Collected data:
# # # #
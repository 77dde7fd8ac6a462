// SPDX-License-Identifier: GPL-3.0-only

//! WordKiosk - A kiosk word-collection terminal
//!
//! A virtual on-screen keyboard feeds text into a simulated terminal, which
//! validates it, plays a short processing animation and submits the word to a
//! remote collection service.
//!
//! # Architecture
//!
//! ```text
//! key presses -> VirtualKeyboard --events--> CommandPipeline -> SubmissionClient -> service
//!                      ^                            |
//!                      +------ lock / unlock -------+
//! ```
//!
//! Everything runs on one thread. The keyboard reports each accepted press
//! over a channel; the pipeline locks the keyboard for the whole submission
//! cycle, so at most one word is ever in flight.
//!
//! # Modules
//!
//! - `app`: Keyboard and pipeline wiring plus the console surface
//! - `app_settings`: Centralized application constants
//! - `client`: Submission client, word polling and the HTTP transport
//! - `config`: Kiosk configuration with embedded defaults
//! - `input`: Key identifiers, caps state and the virtual keyboard
//! - `layout`: Key layout tables and character lookup
//! - `resources`: Embedded default documents
//! - `terminal`: Validation, history log and the submission pipeline

pub mod app;
pub mod app_settings;
pub mod client;
pub mod config;
pub mod input;
pub mod layout;
pub mod resources;
pub mod terminal;

// ============================================================================
// Integration Tests
// ============================================================================
// SPDX-License-Identifier: GPL-3.0-only

//! Validation rules for key layout tables.
//!
//! Missing character mappings are fatal: a key the user can press must
//! produce something. Everything else is collected as a warning.

use crate::input::{KeyId, parse_key_id};
use crate::layout::types::{
    KeyLayout, LayoutSet, ParseError, ParseResult, ValidationIssue, collect_issues,
};
use std::collections::HashSet;

/// Structural keys every layout is expected to carry.
const EXPECTED_STRUCTURAL: [KeyId; 5] = [
    KeyId::Backspace,
    KeyId::Caps,
    KeyId::Language,
    KeyId::Space,
    KeyId::Submit,
];

/// Validates both layouts of a set and returns it with warnings.
pub fn validate_layouts(layouts: LayoutSet) -> Result<ParseResult<LayoutSet>, ParseError> {
    let mut issues = Vec::new();

    validate_layout(&layouts.primary, "primary", &mut issues);
    validate_layout(&layouts.secondary, "secondary", &mut issues);

    if layouts.primary.tag == layouts.secondary.tag {
        issues.push(
            ValidationIssue::warning("Both layouts use the same tag", "secondary.tag")
                .with_suggestion("Give each layout a distinct language tag"),
        );
    }

    collect_issues(layouts, issues)
}

/// Validates a single layout, appending issues under `path`.
pub fn validate_layout(layout: &KeyLayout, path: &str, issues: &mut Vec<ValidationIssue>) {
    if layout.tag.trim().is_empty() {
        issues.push(ValidationIssue::warning(
            "Layout tag is empty",
            format!("{path}.tag"),
        ));
    }

    if layout.keys.is_empty() {
        issues.push(ValidationIssue::error(
            "Layout has no keys",
            format!("{path}.keys"),
        ));
        return;
    }

    let mut seen = HashSet::new();
    let mut present = Vec::new();

    for (idx, raw) in layout.keys.iter().enumerate() {
        let key_path = format!("{path}.keys[{idx}]");

        let Some(key) = parse_key_id(raw) else {
            issues.push(ValidationIssue::error("Key identifier is empty", key_path));
            continue;
        };

        if !seen.insert(raw.as_str()) {
            issues.push(ValidationIssue::warning(
                format!("Duplicate key '{raw}'"),
                key_path.clone(),
            ));
        }

        if !key.is_structural() && layout.base_character(raw).is_none() {
            issues.push(
                ValidationIssue::error(format!("Key '{raw}' has no character mapping"), key_path)
                    .with_suggestion(format!("Add \"{raw}\" to {path}.characters")),
            );
        }

        present.push(key);
    }

    for expected in EXPECTED_STRUCTURAL.iter() {
        if !present.contains(expected) {
            issues.push(ValidationIssue::warning(
                format!("Layout has no '{}' key", expected.as_str()),
                format!("{path}.keys"),
            ));
        }
    }

    for (idx, brk) in layout.row_breaks.iter().enumerate() {
        if !layout.keys.contains(brk) {
            issues.push(ValidationIssue::warning(
                format!("Row break '{brk}' is not a key of this layout"),
                format!("{path}.row_breaks[{idx}]"),
            ));
        }
    }
}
# # # #
Extract each line from the entries above that contains the string "iter".

    for (idx, raw) in layout.keys.iter().enumerate() {
    for expected in EXPECTED_STRUCTURAL.iter() {
    for (idx, brk) in layout.row_breaks.iter().enumerate() {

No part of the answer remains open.